[INPUT RECORDS Boundary: Start]

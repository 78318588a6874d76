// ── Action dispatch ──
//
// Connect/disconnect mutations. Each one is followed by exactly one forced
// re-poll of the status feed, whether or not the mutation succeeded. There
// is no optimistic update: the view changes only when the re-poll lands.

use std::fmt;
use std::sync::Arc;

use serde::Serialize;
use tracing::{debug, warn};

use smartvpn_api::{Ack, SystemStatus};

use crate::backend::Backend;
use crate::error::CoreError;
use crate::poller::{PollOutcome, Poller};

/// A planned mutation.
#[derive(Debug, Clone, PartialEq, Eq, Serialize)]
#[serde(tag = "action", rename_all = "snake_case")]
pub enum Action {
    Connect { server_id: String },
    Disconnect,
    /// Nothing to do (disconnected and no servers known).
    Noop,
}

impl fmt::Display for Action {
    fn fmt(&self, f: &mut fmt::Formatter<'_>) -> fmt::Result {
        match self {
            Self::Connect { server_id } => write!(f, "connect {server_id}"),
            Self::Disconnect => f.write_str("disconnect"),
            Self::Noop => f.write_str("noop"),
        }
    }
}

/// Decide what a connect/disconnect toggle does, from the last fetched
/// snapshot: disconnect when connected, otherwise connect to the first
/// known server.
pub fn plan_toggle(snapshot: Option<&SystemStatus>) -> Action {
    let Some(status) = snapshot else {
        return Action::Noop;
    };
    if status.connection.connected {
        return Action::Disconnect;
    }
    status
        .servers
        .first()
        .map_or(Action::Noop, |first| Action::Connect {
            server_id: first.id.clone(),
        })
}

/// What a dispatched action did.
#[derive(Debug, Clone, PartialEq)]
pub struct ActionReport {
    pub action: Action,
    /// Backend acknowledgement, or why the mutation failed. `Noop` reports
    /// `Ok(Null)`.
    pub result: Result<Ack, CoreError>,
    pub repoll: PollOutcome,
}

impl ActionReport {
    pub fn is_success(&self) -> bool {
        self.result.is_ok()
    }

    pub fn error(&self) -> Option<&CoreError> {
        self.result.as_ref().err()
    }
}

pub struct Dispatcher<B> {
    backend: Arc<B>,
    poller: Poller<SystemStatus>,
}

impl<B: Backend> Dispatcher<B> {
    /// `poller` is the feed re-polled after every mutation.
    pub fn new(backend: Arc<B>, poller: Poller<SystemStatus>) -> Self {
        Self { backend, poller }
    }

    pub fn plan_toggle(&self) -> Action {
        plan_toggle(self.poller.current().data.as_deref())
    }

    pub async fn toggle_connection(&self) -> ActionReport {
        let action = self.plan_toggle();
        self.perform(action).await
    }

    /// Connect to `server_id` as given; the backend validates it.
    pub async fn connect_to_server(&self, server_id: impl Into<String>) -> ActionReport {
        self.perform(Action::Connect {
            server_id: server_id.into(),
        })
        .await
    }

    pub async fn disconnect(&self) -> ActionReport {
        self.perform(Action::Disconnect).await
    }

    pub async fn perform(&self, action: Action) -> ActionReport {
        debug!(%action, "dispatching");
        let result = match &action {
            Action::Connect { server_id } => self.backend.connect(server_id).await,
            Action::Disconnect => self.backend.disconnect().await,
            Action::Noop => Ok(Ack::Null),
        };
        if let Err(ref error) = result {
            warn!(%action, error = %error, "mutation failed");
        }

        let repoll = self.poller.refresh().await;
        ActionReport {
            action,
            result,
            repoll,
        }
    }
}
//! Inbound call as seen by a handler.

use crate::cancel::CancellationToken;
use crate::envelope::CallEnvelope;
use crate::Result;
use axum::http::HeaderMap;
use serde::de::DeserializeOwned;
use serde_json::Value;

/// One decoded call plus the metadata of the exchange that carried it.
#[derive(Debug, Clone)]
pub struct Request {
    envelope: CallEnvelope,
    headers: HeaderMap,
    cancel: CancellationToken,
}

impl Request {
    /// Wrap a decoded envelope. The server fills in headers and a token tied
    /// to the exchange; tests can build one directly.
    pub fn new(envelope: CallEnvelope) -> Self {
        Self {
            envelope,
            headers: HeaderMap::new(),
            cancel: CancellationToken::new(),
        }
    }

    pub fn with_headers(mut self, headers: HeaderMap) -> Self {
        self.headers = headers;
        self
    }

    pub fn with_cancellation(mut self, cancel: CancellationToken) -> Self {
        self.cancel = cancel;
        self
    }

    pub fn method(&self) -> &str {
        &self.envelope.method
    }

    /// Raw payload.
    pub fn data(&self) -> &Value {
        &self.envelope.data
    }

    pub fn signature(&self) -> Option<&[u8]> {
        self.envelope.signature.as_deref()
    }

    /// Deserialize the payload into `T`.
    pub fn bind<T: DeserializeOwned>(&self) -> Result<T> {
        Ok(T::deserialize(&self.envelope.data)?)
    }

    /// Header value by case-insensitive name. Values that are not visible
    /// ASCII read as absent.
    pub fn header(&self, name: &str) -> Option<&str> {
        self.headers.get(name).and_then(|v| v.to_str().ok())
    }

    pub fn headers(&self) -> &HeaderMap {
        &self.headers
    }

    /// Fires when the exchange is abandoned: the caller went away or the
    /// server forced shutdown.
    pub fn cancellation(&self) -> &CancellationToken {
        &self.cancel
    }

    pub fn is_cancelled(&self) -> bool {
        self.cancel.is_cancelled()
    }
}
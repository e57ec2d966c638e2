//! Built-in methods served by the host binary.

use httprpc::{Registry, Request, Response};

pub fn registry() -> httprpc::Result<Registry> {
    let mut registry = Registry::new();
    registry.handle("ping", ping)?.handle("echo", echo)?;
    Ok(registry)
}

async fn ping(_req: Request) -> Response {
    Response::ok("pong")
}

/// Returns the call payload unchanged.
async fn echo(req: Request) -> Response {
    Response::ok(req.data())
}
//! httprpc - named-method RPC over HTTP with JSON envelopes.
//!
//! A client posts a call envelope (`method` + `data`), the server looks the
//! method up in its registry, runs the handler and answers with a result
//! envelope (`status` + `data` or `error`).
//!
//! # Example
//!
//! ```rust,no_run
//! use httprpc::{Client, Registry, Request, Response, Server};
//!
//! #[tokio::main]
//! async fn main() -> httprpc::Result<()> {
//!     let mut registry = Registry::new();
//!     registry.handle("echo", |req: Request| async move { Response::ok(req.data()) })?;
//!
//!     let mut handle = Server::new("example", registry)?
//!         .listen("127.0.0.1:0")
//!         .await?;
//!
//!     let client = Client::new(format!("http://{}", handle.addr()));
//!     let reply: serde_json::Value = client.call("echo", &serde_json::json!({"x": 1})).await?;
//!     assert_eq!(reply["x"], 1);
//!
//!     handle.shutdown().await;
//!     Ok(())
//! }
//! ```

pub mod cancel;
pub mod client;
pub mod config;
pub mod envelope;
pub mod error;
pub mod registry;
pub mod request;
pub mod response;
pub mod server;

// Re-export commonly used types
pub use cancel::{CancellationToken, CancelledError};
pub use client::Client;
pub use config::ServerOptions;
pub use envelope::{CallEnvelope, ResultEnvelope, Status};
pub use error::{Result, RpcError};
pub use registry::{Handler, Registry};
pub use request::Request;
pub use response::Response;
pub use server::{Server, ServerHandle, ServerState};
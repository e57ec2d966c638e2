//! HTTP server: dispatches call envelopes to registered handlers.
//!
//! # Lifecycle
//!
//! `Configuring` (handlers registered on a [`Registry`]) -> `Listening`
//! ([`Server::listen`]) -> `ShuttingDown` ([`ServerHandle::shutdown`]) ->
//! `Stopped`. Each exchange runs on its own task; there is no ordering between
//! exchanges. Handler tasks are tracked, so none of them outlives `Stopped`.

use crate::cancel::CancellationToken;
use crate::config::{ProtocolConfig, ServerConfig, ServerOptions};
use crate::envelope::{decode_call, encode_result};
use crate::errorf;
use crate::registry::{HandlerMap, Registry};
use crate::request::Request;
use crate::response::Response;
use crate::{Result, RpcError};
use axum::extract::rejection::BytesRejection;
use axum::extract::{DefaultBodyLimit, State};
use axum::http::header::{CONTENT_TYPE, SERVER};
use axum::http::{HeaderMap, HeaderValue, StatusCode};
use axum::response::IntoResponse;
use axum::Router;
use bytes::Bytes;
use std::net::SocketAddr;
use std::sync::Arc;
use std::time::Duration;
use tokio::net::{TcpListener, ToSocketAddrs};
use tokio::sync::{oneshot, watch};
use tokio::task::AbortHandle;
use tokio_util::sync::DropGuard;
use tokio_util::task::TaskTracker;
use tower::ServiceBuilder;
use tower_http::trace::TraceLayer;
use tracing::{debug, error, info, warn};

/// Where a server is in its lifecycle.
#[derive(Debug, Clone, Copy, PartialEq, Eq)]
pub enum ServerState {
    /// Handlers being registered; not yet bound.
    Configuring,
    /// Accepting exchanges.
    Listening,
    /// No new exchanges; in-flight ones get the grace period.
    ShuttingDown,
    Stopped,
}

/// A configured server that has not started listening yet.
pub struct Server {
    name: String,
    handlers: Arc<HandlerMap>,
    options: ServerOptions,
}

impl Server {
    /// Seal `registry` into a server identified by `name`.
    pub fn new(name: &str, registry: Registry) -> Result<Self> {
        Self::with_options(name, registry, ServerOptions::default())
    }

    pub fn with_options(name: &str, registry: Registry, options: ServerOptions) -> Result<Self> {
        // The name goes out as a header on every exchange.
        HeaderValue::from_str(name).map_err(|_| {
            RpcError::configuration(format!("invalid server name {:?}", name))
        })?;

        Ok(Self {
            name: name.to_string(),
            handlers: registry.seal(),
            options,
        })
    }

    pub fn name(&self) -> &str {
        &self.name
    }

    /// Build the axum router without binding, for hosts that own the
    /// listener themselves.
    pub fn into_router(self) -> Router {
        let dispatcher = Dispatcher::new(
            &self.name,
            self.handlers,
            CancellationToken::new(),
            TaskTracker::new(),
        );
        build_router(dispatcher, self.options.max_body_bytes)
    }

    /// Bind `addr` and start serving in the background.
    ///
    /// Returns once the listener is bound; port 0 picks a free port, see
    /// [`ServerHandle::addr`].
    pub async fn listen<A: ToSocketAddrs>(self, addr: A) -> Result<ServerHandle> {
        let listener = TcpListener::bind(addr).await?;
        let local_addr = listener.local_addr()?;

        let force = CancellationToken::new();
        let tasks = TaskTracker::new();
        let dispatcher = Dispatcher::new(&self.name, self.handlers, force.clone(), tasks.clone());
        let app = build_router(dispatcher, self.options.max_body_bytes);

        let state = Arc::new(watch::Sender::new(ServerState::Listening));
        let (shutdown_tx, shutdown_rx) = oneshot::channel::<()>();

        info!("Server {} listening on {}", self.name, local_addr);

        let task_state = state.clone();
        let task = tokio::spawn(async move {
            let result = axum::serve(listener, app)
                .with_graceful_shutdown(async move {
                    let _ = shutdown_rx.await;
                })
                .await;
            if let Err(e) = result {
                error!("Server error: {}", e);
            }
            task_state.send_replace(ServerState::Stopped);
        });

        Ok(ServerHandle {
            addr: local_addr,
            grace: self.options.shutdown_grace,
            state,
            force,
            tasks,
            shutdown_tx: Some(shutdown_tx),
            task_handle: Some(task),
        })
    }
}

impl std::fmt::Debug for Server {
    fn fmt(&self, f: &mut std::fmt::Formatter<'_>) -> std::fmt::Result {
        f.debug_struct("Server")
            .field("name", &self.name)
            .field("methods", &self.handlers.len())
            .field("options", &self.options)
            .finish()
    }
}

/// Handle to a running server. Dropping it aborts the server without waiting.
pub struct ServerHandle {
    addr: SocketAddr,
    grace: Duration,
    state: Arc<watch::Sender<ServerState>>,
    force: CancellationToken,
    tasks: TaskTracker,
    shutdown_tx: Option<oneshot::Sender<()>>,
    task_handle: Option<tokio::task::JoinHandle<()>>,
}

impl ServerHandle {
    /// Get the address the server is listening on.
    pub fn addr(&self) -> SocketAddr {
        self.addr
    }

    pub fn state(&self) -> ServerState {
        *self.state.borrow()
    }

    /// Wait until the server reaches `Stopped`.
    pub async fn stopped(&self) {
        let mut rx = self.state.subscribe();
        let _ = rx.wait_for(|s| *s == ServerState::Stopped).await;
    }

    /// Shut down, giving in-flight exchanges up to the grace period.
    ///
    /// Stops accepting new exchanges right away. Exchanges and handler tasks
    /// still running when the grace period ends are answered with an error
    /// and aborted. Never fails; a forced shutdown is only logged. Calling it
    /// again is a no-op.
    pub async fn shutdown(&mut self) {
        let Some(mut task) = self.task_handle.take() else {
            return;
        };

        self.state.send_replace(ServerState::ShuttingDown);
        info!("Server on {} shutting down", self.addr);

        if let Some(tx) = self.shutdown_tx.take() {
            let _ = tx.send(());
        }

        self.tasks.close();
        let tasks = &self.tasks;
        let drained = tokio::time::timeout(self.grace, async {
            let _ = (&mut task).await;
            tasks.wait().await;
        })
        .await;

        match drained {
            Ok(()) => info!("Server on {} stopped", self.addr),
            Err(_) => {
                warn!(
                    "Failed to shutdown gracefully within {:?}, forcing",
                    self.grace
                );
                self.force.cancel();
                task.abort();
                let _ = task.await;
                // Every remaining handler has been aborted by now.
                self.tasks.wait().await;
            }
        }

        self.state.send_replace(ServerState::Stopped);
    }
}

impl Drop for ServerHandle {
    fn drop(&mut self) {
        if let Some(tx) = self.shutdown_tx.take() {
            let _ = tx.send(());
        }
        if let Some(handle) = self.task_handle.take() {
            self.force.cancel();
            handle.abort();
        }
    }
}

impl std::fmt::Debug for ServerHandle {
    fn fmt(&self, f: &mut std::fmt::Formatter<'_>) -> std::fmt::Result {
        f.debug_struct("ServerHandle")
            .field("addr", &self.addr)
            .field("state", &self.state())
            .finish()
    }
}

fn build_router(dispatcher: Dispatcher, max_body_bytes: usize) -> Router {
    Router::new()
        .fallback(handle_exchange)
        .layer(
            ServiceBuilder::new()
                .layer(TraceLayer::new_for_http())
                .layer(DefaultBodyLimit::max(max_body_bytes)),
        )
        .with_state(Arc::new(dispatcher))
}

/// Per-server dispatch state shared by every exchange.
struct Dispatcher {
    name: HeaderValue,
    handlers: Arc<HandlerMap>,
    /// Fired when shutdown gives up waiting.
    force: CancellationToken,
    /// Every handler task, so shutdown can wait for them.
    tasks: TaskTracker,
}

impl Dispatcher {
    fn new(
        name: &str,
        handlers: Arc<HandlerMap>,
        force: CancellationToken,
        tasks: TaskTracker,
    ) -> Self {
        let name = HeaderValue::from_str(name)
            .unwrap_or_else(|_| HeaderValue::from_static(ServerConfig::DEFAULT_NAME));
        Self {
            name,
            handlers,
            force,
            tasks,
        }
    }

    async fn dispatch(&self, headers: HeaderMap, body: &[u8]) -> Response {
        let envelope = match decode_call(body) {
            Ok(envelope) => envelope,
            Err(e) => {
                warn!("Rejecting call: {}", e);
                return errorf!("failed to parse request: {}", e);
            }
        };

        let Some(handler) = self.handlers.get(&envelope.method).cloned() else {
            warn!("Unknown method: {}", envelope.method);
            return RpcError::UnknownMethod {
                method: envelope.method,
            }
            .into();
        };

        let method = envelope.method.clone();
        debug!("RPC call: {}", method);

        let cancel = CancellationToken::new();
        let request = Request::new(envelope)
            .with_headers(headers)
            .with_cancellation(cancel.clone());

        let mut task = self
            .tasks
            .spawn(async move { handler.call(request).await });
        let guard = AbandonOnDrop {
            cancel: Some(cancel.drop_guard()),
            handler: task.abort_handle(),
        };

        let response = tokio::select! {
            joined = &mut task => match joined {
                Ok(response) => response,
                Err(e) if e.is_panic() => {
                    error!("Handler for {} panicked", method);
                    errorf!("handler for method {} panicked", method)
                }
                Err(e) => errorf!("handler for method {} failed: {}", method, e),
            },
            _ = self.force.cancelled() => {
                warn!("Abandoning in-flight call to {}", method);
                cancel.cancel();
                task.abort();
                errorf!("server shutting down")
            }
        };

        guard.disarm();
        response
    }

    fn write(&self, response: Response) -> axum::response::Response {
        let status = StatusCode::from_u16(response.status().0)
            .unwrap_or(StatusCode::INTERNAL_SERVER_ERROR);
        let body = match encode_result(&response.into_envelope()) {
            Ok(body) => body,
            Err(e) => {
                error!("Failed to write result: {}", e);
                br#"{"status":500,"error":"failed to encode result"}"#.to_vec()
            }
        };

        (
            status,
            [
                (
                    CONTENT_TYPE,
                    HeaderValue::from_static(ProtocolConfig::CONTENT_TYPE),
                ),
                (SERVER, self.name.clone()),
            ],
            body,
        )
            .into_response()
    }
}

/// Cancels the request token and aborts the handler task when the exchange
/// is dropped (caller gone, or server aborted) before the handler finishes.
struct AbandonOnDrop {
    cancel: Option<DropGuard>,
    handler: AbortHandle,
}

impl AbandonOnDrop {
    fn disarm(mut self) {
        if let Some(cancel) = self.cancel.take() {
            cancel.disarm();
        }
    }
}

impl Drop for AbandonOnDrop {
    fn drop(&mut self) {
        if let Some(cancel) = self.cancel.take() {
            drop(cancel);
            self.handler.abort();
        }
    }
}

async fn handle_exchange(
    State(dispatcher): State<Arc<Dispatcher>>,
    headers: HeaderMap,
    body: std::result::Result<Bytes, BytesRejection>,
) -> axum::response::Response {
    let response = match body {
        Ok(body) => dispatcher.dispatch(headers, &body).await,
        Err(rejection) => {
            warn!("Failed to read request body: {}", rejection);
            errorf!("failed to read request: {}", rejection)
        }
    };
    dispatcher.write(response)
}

[INPUT RECORDS Boundary: End]

# WHAT IS NEEDED:
Repeat, exactly as they stand above, the lines from the line with "dispatched action did." to the line with "pub fn error(&self)", both lines included.

# THE COMPLETED TASK:
/// What a dispatched action did.
#[derive(Debug, Clone, PartialEq)]
pub struct ActionReport {
    pub action: Action,
    /// Backend acknowledgement, or why the mutation failed. `Noop` reports
    /// `Ok(Null)`.
    pub result: Result<Ack, CoreError>,
    pub repoll: PollOutcome,
}

impl ActionReport {
    pub fn is_success(&self) -> bool {
        self.result.is_ok()
    }

    pub fn error(&self) -> Option<&CoreError> {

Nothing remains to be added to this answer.